> _WHAT YOU HAVE TO DO_:
After finding the line containing "config from JSON." below, please output that line and each following one through the line containing "breaks, then sentence", exactly as written.

══ EXERCISE MATERIAL

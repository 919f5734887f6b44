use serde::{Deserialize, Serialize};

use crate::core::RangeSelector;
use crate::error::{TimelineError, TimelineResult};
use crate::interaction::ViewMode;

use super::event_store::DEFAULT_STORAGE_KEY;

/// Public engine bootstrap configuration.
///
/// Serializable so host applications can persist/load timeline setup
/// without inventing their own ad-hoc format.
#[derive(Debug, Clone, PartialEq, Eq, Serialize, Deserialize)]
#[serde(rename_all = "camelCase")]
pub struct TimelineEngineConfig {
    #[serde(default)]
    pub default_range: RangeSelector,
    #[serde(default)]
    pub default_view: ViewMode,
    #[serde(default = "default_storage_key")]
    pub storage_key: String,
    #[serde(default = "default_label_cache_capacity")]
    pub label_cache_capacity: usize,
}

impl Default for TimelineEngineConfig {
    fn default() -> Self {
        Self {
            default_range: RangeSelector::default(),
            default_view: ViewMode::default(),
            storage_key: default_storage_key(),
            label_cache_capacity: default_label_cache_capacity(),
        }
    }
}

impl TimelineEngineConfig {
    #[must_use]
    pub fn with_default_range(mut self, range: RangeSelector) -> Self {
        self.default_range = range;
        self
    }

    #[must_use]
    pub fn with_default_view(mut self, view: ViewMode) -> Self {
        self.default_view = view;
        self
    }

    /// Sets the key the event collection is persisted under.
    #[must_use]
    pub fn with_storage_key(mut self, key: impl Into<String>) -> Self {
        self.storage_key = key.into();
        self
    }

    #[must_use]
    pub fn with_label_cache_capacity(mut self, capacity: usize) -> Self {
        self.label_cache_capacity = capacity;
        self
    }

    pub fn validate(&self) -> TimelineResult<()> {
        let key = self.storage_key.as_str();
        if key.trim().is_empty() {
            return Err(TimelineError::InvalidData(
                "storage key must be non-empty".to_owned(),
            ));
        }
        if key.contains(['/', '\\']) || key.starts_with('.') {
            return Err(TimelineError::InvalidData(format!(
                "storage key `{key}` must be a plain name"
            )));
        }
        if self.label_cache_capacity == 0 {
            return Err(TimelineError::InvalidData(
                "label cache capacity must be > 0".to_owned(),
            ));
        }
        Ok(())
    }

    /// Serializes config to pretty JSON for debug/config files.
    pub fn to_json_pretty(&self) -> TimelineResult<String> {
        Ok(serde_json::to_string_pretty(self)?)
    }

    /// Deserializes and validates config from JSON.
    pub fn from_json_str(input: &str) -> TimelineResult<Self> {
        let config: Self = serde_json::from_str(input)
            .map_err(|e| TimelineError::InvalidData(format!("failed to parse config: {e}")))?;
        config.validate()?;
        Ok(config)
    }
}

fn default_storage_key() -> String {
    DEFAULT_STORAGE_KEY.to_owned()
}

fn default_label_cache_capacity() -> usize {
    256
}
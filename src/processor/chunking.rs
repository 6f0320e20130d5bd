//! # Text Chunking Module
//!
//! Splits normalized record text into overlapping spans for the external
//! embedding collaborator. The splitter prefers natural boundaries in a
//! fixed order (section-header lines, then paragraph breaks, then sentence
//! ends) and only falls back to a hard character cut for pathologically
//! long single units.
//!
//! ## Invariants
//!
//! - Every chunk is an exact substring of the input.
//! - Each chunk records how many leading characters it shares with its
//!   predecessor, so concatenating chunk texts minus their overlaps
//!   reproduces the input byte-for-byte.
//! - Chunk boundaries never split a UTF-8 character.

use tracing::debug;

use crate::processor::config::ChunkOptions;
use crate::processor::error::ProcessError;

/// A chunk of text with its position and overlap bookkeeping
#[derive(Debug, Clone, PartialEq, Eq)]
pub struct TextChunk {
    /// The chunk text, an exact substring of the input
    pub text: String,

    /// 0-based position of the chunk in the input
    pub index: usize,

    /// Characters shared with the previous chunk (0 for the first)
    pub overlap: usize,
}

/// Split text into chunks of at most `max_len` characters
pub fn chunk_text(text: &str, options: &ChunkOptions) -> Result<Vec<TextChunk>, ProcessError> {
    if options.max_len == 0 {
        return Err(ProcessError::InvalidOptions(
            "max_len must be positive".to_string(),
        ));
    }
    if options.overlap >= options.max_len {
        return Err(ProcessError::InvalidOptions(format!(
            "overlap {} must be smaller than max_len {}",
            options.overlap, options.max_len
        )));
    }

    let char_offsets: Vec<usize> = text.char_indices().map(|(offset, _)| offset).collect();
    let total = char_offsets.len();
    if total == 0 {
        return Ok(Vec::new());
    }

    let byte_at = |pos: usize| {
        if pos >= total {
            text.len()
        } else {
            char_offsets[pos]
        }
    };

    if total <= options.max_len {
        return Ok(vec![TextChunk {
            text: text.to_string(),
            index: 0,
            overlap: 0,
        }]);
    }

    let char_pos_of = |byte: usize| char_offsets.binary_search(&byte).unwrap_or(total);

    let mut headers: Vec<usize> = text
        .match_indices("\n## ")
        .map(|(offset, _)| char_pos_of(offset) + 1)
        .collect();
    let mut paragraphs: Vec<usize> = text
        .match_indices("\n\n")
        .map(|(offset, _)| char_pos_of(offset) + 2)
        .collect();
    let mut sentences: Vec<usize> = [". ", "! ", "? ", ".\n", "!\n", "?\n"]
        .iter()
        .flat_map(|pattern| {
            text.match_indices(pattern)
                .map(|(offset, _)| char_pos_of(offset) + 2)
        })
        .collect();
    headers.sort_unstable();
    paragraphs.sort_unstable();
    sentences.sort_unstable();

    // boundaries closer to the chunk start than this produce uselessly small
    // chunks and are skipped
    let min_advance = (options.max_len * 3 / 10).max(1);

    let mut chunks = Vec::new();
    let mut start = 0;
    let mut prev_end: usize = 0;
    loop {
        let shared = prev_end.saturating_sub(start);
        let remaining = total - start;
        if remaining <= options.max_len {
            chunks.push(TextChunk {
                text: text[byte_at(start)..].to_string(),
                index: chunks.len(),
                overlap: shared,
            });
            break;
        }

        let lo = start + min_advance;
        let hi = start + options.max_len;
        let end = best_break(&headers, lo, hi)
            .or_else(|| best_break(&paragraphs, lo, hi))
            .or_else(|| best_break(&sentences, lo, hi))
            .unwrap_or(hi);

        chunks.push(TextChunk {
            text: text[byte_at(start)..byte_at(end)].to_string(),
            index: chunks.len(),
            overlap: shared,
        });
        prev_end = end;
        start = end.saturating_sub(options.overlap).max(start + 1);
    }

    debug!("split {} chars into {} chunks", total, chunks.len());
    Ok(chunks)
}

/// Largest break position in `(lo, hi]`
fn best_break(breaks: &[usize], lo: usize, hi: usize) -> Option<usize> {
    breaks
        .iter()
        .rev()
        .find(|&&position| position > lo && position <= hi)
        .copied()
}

════

> _ANSWER TO THIS TASK_:
    /// Deserializes and validates config from JSON.
    pub fn from_json_str(input: &str) -> TimelineResult<Self> {
        let config: Self = serde_json::from_str(input)
            .map_err(|e| TimelineError::InvalidData(format!("failed to parse config: {e}")))?;
        config.validate()?;
        Ok(config)
    }
}

fn default_storage_key() -> String {
    DEFAULT_STORAGE_KEY.to_owned()
}

fn default_label_cache_capacity() -> usize {
    256
}
filename src/processor/chunking.rs
repository 6f0320e20130d5bd
//! # Text Chunking Module
//!
//! Splits normalized record text into overlapping spans for the external
//! embedding collaborator. The splitter prefers natural boundaries in a
//! fixed order (section-header lines, then paragraph breaks, then sentence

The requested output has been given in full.